The name of the program should feel like a version of Death Row for a retailer: the Severe Violator Enforcement Program. The Labor Department and the Occupational Safety and Health Administration (OSHA) have been operating it for years, but just recently the program has extended out to include any type of company that willfully or repeatedly violated safety standards.
Dollar General stands on this Death Row, but unfortunately fines delivered by OSHA are not killer. Dollar General’s profits have skyrocketed since the beginning of the pandemic as stores continue to open. OSHA, however, can only charge a company up to $15,600 a day for a maximum of 30 days while it fails to deal with unsafe conditions. Over 270 Dollar General stores have been scoped over the last six years, amounting to 111 safety violations for a fine total of $15.5 million.
After resisting any meeting with OSHA, Dollar General has now come to the table for settlement discussions that include ways to improve working conditions.
The biggest problem at Dollar Generals appears to center around the lack of staffing. When deliveries come in, there are simply not enough workers to take care of the product, which ends up being stacked in the aisles. OSHA also has found clutter blocking emergency exits and inventory stacked too high on the show floor. Dollar General also is one of the lowest in terms of staff compensation and has done little to prevent crime at the stores.
Now that Dollar General is part of the Severe Violator Enforcement Program OSHA can inspect stores at random, and recently President Biden strengthened OSHA with a 20% increase in staff.

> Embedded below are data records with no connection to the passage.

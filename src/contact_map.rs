// Copyright 2023 Mikael Lund
//
// Licensed under the Apache license, version 2.0 (the "license");
// you may not use this file except in compliance with the license.
// You may obtain a copy of the license at
//
//     http://www.apache.org/licenses/license-2.0
//
// Unless required by applicable law or agreed to in writing, software
// distributed under the license is distributed on an "as is" basis,
// without warranties or conditions of any kind, either express or implied.
// See the license for the specific language governing permissions and
// limitations under the license.

//! # Native contact map
//!
//! Snapshot of the pairs of beads that are in contact in a reference (native)
//! structure, together with their reference distances. The map is computed once
//! and then shared read-only by all simulations folding towards the same target.
//!
//! Contacts are defined as follows for beads `i < j`:
//!
//! - `j - i == 2`: always a contact; this fixes the bond angle.
//! - `j - i == 3`: always a contact with a distance signed by the local chirality;
//!   this fixes the torsion.
//! - `j - i >= 4`: a contact if the distance is at most `d_max`.

use crate::{BitSet, Chain};
use itertools::Itertools;
use std::fmt;

/// Smallest sequence separation of a contact
const MIN_SEPARATION: usize = 2;

/// Contacts between beads in a native structure
#[derive(Debug, Clone, PartialEq)]
pub struct ContactMap {
    num_beads: usize,
    num_contacts: usize,
    d_max: f64,
    /// Strictly upper triangle (`j >= i + 2`), row by row. Non-contacts are infinite.
    distances: Vec<f64>,
}

impl ContactMap {
    /// Compute the contact map of a native structure using the cutoff distance `d_max`.
    pub fn new(native: &Chain, d_max: f64) -> anyhow::Result<Self> {
        if !(d_max > 0.0 && d_max.is_finite()) {
            anyhow::bail!("Contact cutoff must be positive and finite, got {}", d_max);
        }
        let num_beads = native.len();
        let mut distances = vec![f64::INFINITY; num_triangle(num_beads)];
        let mut num_contacts = 0;

        for (i, j) in (0..num_beads).tuple_combinations() {
            let Some(index) = triangle_index(num_beads, i, j) else {
                continue;
            };
            let d = native.signed_distance(i, j);
            let is_contact = match j - i {
                2 | 3 => true,
                _ => d <= d_max,
            };
            if is_contact {
                distances[index] = d;
                num_contacts += 1;
            }
        }
        log::debug!(
            "Contact map of {} beads with d_max = {}: {} native contacts",
            num_beads,
            d_max,
            num_contacts
        );
        Ok(Self {
            num_beads,
            num_contacts,
            d_max,
            distances,
        })
    }

    pub const fn num_beads(&self) -> usize {
        self.num_beads
    }

    pub const fn num_contacts(&self) -> usize {
        self.num_contacts
    }

    pub const fn d_max(&self) -> f64 {
        self.d_max
    }

    /// Native (signed) distance between beads `i` and `j`.
    ///
    /// The diagonal is zero; bonded pairs and non-contacts are infinite.
    pub fn distance(&self, i: usize, j: usize) -> f64 {
        assert!(i < self.num_beads && j < self.num_beads);
        if i == j {
            return 0.0;
        }
        triangle_index(self.num_beads, i.min(j), i.max(j))
            .map_or(f64::INFINITY, |index| self.distances[index])
    }

    /// True if beads `i` and `j` are a native contact.
    pub fn is_contact(&self, i: usize, j: usize) -> bool {
        i != j && self.distance(i, j).is_finite()
    }

    /// Iterator over all native contacts as `(i, j, distance)` with `i < j`.
    pub fn contacts(&self) -> impl Iterator<Item = (usize, usize, f64)> + '_ {
        (0..self.num_beads)
            .tuple_combinations()
            .filter(|(i, j)| j - i >= MIN_SEPARATION)
            .zip(self.distances.iter())
            .filter(|(_, d)| d.is_finite())
            .map(|((i, j), &d)| (i, j, d))
    }

    /// Contacts as a bit mask over the full `N × N` matrix, row-major.
    pub fn mask(&self) -> anyhow::Result<BitSet> {
        let n = self.num_beads;
        let mut mask = BitSet::new(n * n)?;
        for (i, j, _) in self.contacts() {
            mask.set(i * n + j);
            mask.set(j * n + i);
        }
        Ok(mask)
    }

    /// Contacts present in only one of two maps of equally long chains.
    pub fn diff(&self, other: &Self) -> anyhow::Result<ContactDiff> {
        if self.num_beads != other.num_beads {
            anyhow::bail!(
                "Cannot compare contact maps of {} and {} beads",
                self.num_beads,
                other.num_beads
            );
        }
        let (first, second) = (self.mask()?, other.mask()?);
        let n = self.num_beads;
        let upper = |index: &usize| index / n < index % n;
        Ok(ContactDiff {
            only_in_first: first
                .iter_ones()
                .filter(upper)
                .filter(|&k| !second.get(k))
                .map(|k| (k / n, k % n))
                .collect(),
            only_in_second: second
                .iter_ones()
                .filter(upper)
                .filter(|&k| !first.get(k))
                .map(|k| (k / n, k % n))
                .collect(),
        })
    }
}

/// Binary matrix with `1` for native contacts; one row per line.
impl fmt::Display for ContactMap {
    fn fmt(&self, f: &mut fmt::Formatter<'_>) -> fmt::Result {
        for row in 0..self.num_beads {
            let line = (0..self.num_beads)
                .map(|col| if self.is_contact(row, col) { "1" } else { "0" })
                .join(" ");
            writeln!(f, "{line}")?;
        }
        Ok(())
    }
}

/// Differences between two contact maps
#[derive(Debug, Clone, Default, PartialEq, Eq)]
pub struct ContactDiff {
    /// Pairs `(i, j)` only in contact in the first map
    pub only_in_first: Vec<(usize, usize)>,
    /// Pairs `(i, j)` only in contact in the second map
    pub only_in_second: Vec<(usize, usize)>,
}

impl ContactDiff {
    pub fn is_empty(&self) -> bool {
        self.only_in_first.is_empty() && self.only_in_second.is_empty()
    }
}

impl fmt::Display for ContactDiff {
    fn fmt(&self, f: &mut fmt::Formatter<'_>) -> fmt::Result {
        for (i, j) in &self.only_in_first {
            writeln!(f, "contact between {i} and {j} is not present in the second map")?;
        }
        for (i, j) in &self.only_in_second {
            writeln!(f, "contact between {i} and {j} is not present in the first map")?;
        }
        Ok(())
    }
}

/// Number of pairs with `j >= i + 2` among `n` beads.
const fn num_triangle(n: usize) -> usize {
    match n {
        0..=2 => 0,
        _ => (n - 1) * (n - 2) / 2,
    }
}

/// Position of pair `(i, j)`, `i < j`, in the strictly upper triangle.
fn triangle_index(n: usize, i: usize, j: usize) -> Option<usize> {
    if j < i + MIN_SEPARATION || j >= n {
        return None;
    }
    // rows before `i` hold (n - 2 - r) entries each
    let offset = i * (n - 2) - i * (i.saturating_sub(1)) / 2;
    Some(offset + (j - i - MIN_SEPARATION))
}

Earlier this month the Dollar Tree was slapped with a substantial fine by the U.S. government after a Texas location was found to be lax in workplace safety regulations.
OSHA issued citations to the company for three repeat violations and proposed $254,478 in penalties.
In September 2022, OSHA opened an inspection at a store in Mount Pleasant, Texas, and found blocked exit routes that exposed employees to fire hazards. They also discovered boxes stacked at unstable heights with the potential to seriously injure workers.
“Soon after federal workplace safety inspectors arrived at a Dollar Tree store in Mount Pleasant, Texas, they found the national discount retailer again shortchanging employee safety — continuing a pattern of disregard dating back to 2017 — by allowing storeroom merchandise to block exits and walkways and stacking boxes high enough to fall on workers,” the U.S. Department of Labor said in a recent release.
Dollar General also has been accused of blowing off any direction from OSHA.